Filter the records, keeping every line that has the string "models".

=== Excerpted records ===

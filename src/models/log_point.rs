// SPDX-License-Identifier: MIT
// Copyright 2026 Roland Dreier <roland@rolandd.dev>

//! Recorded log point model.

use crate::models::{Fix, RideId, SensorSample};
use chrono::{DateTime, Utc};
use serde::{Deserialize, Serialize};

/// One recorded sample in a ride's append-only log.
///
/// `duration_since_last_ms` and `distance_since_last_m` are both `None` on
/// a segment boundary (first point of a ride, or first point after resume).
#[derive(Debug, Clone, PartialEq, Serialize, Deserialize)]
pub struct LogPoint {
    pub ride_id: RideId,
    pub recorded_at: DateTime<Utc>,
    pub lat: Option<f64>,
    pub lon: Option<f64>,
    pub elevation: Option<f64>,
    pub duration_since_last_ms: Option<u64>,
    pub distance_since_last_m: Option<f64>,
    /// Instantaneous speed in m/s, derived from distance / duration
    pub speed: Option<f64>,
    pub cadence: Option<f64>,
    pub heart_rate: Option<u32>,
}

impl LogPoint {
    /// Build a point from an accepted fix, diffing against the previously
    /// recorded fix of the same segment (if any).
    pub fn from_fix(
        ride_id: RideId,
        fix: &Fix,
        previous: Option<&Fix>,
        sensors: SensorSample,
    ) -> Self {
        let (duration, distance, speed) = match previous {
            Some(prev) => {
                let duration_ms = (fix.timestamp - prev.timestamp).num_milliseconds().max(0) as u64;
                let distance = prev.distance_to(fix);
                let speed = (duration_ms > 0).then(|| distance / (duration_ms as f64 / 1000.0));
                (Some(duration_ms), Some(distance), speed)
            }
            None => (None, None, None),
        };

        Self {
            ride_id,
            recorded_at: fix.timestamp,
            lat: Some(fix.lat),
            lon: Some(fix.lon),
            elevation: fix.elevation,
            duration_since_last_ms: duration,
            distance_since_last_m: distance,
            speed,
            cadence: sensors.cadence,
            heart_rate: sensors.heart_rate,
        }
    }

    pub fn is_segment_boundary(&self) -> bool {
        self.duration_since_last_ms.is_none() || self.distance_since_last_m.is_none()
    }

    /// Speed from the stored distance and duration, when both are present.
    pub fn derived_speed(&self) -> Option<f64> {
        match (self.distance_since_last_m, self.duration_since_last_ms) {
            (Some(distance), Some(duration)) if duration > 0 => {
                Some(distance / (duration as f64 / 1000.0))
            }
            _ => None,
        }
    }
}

===

__Output below__
filename src/models/log_point.rs
use crate::models::{Fix, RideId, SensorSample};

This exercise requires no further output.